Your objective
So that nothing is lost, write out all the lines below exactly.
___ Information shown ___
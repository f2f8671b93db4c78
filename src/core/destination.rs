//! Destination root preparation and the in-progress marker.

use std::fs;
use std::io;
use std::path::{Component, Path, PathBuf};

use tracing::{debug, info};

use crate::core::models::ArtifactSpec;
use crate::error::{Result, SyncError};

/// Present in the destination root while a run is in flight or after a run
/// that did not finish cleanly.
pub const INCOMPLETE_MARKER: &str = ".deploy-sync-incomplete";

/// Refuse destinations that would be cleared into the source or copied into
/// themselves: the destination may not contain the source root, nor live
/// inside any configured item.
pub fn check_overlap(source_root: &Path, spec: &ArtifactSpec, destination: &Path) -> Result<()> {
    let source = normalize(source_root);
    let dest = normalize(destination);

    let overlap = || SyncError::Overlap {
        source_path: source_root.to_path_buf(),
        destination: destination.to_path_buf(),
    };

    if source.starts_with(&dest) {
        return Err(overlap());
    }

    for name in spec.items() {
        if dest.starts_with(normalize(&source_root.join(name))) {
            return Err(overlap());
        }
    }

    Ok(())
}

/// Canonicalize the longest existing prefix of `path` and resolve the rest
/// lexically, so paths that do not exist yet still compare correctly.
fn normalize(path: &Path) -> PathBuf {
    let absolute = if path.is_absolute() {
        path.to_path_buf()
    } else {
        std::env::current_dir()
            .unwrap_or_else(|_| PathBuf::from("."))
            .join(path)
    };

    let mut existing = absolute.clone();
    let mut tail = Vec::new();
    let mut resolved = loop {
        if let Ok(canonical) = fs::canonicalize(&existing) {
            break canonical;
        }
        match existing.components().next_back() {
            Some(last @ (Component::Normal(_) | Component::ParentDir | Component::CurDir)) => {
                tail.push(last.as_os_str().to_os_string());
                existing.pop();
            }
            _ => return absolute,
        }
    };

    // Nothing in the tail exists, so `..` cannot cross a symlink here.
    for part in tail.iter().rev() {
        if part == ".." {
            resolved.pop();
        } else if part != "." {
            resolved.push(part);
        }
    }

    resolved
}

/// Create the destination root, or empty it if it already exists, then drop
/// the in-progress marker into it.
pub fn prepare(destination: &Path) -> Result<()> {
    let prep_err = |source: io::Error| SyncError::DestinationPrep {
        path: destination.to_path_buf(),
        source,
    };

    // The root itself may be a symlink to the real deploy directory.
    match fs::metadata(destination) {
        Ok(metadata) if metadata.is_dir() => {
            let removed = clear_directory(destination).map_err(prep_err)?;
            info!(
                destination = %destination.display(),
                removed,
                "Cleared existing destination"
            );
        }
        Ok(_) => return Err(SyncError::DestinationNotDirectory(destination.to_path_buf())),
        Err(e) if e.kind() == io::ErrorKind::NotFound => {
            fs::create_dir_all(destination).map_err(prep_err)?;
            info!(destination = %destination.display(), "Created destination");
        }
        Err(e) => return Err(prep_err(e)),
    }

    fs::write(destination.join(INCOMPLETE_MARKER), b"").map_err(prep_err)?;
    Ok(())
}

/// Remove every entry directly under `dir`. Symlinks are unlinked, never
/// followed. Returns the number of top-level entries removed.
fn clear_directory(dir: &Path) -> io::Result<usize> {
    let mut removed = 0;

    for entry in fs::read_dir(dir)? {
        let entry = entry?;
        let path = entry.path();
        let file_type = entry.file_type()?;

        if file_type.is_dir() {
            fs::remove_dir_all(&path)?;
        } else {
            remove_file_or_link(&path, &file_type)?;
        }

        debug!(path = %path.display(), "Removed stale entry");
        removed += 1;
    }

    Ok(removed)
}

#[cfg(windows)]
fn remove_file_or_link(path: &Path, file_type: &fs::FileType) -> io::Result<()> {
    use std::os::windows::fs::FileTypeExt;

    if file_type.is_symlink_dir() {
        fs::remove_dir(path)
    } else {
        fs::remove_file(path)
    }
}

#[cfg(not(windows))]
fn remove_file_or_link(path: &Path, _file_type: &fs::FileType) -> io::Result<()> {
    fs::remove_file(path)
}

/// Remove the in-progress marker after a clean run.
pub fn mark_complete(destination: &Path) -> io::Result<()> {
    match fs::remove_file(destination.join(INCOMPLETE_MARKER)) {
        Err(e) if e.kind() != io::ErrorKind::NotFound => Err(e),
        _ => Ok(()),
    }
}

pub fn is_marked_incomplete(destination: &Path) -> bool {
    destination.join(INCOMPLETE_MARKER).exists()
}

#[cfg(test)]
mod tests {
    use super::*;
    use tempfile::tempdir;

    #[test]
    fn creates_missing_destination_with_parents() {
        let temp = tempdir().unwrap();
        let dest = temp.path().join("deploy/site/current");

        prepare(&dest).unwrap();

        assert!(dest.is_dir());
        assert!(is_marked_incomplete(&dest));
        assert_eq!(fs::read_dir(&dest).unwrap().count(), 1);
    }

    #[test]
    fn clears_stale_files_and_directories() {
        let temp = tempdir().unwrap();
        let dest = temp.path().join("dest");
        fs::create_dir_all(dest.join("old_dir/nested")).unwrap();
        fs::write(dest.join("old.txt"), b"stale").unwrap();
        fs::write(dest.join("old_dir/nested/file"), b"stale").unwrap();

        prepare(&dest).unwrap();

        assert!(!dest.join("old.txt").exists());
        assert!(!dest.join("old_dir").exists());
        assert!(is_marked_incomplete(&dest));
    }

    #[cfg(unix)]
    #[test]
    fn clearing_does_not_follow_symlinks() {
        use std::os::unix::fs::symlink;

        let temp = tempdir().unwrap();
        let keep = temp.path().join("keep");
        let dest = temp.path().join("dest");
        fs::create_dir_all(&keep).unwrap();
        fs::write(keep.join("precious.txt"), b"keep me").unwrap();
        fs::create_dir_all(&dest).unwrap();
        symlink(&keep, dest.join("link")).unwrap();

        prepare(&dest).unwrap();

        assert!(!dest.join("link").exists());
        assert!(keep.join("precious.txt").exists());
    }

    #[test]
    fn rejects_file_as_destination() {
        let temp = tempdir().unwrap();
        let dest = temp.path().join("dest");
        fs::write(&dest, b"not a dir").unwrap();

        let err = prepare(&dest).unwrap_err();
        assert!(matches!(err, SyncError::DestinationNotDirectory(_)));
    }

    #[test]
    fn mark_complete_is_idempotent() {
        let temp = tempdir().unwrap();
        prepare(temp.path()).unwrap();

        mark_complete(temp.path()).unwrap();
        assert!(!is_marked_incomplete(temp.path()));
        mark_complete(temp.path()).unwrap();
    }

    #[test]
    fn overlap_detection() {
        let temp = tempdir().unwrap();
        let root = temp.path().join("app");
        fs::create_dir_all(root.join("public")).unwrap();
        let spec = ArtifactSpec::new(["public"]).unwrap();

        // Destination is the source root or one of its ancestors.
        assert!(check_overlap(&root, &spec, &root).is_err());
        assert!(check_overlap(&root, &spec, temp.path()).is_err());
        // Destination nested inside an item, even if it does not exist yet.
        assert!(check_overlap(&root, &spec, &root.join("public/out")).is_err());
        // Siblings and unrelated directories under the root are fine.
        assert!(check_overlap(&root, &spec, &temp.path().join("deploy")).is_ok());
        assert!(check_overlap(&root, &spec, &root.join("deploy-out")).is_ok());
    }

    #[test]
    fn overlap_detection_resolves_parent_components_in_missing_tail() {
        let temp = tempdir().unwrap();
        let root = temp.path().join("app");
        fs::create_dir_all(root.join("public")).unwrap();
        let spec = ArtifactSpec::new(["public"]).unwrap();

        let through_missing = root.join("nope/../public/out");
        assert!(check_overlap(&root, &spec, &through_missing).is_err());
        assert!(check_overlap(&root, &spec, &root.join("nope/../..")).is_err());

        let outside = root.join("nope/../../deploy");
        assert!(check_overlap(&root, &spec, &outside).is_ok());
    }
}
___
Expected output
repository f2f8671b93db4c78
filename src/core/destination.rs
//! Destination root preparation and the in-progress marker.

use std::fs;
use std::io;
use std::path::{Component, Path, PathBuf};

use tracing::{debug, info};

use crate::core::models::ArtifactSpec;
use crate::error::{Result, SyncError};

/// Present in the destination root while a run is in flight or after a run
/// that did not finish cleanly.
pub const INCOMPLETE_MARKER: &str = ".deploy-sync-incomplete";

/// Refuse destinations that would be cleared into the source or copied into
/// themselves: the destination may not contain the source root, nor live
/// inside any configured item.
pub fn check_overlap(source_root: &Path, spec: &ArtifactSpec, destination: &Path) -> Result<()> {
    let source = normalize(source_root);
    let dest = normalize(destination);

    let overlap = || SyncError::Overlap {
        source_path: source_root.to_path_buf(),
        destination: destination.to_path_buf(),
    };

    if source.starts_with(&dest) {
        return Err(overlap());
    }

    for name in spec.items() {
        if dest.starts_with(normalize(&source_root.join(name))) {
            return Err(overlap());
        }
    }

    Ok(())
}

/// Canonicalize the longest existing prefix of `path` and resolve the rest
/// lexically, so paths that do not exist yet still compare correctly.
fn normalize(path: &Path) -> PathBuf {
    let absolute = if path.is_absolute() {
        path.to_path_buf()
    } else {
        std::env::current_dir()
            .unwrap_or_else(|_| PathBuf::from("."))
            .join(path)
    };

    let mut existing = absolute.clone();
    let mut tail = Vec::new();
    let mut resolved = loop {
        if let Ok(canonical) = fs::canonicalize(&existing) {
            break canonical;
        }
        match existing.components().next_back() {
            Some(last @ (Component::Normal(_) | Component::ParentDir | Component::CurDir)) => {
                tail.push(last.as_os_str().to_os_string());
                existing.pop();
            }
            _ => return absolute,
        }
    };

    // Nothing in the tail exists, so `..` cannot cross a symlink here.
    for part in tail.iter().rev() {
        if part == ".." {
            resolved.pop();
        } else if part != "." {
            resolved.push(part);
        }
    }

    resolved
}

/// Create the destination root, or empty it if it already exists, then drop
/// the in-progress marker into it.
pub fn prepare(destination: &Path) -> Result<()> {
    let prep_err = |source: io::Error| SyncError::DestinationPrep {
        path: destination.to_path_buf(),
        source,
    };

    // The root itself may be a symlink to the real deploy directory.
    match fs::metadata(destination) {
        Ok(metadata) if metadata.is_dir() => {
            let removed = clear_directory(destination).map_err(prep_err)?;
            info!(
                destination = %destination.display(),
                removed,
                "Cleared existing destination"
            );
        }
        Ok(_) => return Err(SyncError::DestinationNotDirectory(destination.to_path_buf())),
        Err(e) if e.kind() == io::ErrorKind::NotFound => {
            fs::create_dir_all(destination).map_err(prep_err)?;
            info!(destination = %destination.display(), "Created destination");
        }
        Err(e) => return Err(prep_err(e)),
    }

    fs::write(destination.join(INCOMPLETE_MARKER), b"").map_err(prep_err)?;
    Ok(())
}

/// Remove every entry directly under `dir`. Symlinks are unlinked, never
/// followed. Returns the number of top-level entries removed.
fn clear_directory(dir: &Path) -> io::Result<usize> {
    let mut removed = 0;

    for entry in fs::read_dir(dir)? {
        let entry = entry?;
        let path = entry.path();
        let file_type = entry.file_type()?;

        if file_type.is_dir() {
            fs::remove_dir_all(&path)?;
        } else {
            remove_file_or_link(&path, &file_type)?;
        }

        debug!(path = %path.display(), "Removed stale entry");
        removed += 1;
    }

    Ok(removed)
}

#[cfg(windows)]
fn remove_file_or_link(path: &Path, file_type: &fs::FileType) -> io::Result<()> {
    use std::os::windows::fs::FileTypeExt;

    if file_type.is_symlink_dir() {
        fs::remove_dir(path)
    } else {
        fs::remove_file(path)
    }
}

#[cfg(not(windows))]
fn remove_file_or_link(path: &Path, _file_type: &fs::FileType) -> io::Result<()> {
    fs::remove_file(path)
}

/// Remove the in-progress marker after a clean run.
pub fn mark_complete(destination: &Path) -> io::Result<()> {
    match fs::remove_file(destination.join(INCOMPLETE_MARKER)) {
        Err(e) if e.kind() != io::ErrorKind::NotFound => Err(e),
        _ => Ok(()),
    }
}

pub fn is_marked_incomplete(destination: &Path) -> bool {
    destination.join(INCOMPLETE_MARKER).exists()
}

#[cfg(test)]
mod tests {
    use super::*;
    use tempfile::tempdir;

    #[test]
    fn creates_missing_destination_with_parents() {
        let temp = tempdir().unwrap();
        let dest = temp.path().join("deploy/site/current");

        prepare(&dest).unwrap();

        assert!(dest.is_dir());
        assert!(is_marked_incomplete(&dest));
        assert_eq!(fs::read_dir(&dest).unwrap().count(), 1);
    }

    #[test]
    fn clears_stale_files_and_directories() {
        let temp = tempdir().unwrap();
        let dest = temp.path().join("dest");
        fs::create_dir_all(dest.join("old_dir/nested")).unwrap();
        fs::write(dest.join("old.txt"), b"stale").unwrap();
        fs::write(dest.join("old_dir/nested/file"), b"stale").unwrap();

        prepare(&dest).unwrap();

        assert!(!dest.join("old.txt").exists());
        assert!(!dest.join("old_dir").exists());
        assert!(is_marked_incomplete(&dest));
    }

    #[cfg(unix)]
    #[test]
    fn clearing_does_not_follow_symlinks() {
        use std::os::unix::fs::symlink;

        let temp = tempdir().unwrap();
        let keep = temp.path().join("keep");
        let dest = temp.path().join("dest");
        fs::create_dir_all(&keep).unwrap();
        fs::write(keep.join("precious.txt"), b"keep me").unwrap();
        fs::create_dir_all(&dest).unwrap();
        symlink(&keep, dest.join("link")).unwrap();

        prepare(&dest).unwrap();

        assert!(!dest.join("link").exists());
        assert!(keep.join("precious.txt").exists());
    }

    #[test]
    fn rejects_file_as_destination() {
        let temp = tempdir().unwrap();
        let dest = temp.path().join("dest");
        fs::write(&dest, b"not a dir").unwrap();

        let err = prepare(&dest).unwrap_err();
        assert!(matches!(err, SyncError::DestinationNotDirectory(_)));
    }

    #[test]
    fn mark_complete_is_idempotent() {
        let temp = tempdir().unwrap();
        prepare(temp.path()).unwrap();

        mark_complete(temp.path()).unwrap();
        assert!(!is_marked_incomplete(temp.path()));
        mark_complete(temp.path()).unwrap();
    }

    #[test]
    fn overlap_detection() {
        let temp = tempdir().unwrap();
        let root = temp.path().join("app");
        fs::create_dir_all(root.join("public")).unwrap();
        let spec = ArtifactSpec::new(["public"]).unwrap();

        // Destination is the source root or one of its ancestors.
        assert!(check_overlap(&root, &spec, &root).is_err());
        assert!(check_overlap(&root, &spec, temp.path()).is_err());
        // Destination nested inside an item, even if it does not exist yet.
        assert!(check_overlap(&root, &spec, &root.join("public/out")).is_err());
        // Siblings and unrelated directories under the root are fine.
        assert!(check_overlap(&root, &spec, &temp.path().join("deploy")).is_ok());
        assert!(check_overlap(&root, &spec, &root.join("deploy-out")).is_ok());
    }

    #[test]
    fn overlap_detection_resolves_parent_components_in_missing_tail() {
        let temp = tempdir().unwrap();
        let root = temp.path().join("app");
        fs::create_dir_all(root.join("public")).unwrap();
        let spec = ArtifactSpec::new(["public"]).unwrap();

        let through_missing = root.join("nope/../public/out");
        assert!(check_overlap(&root, &spec, &through_missing).is_err());
        assert!(check_overlap(&root, &spec, &root.join("nope/../..")).is_err());

        let outside = root.join("nope/../../deploy");
        assert!(check_overlap(&root, &spec, &outside).is_ok());
    }
}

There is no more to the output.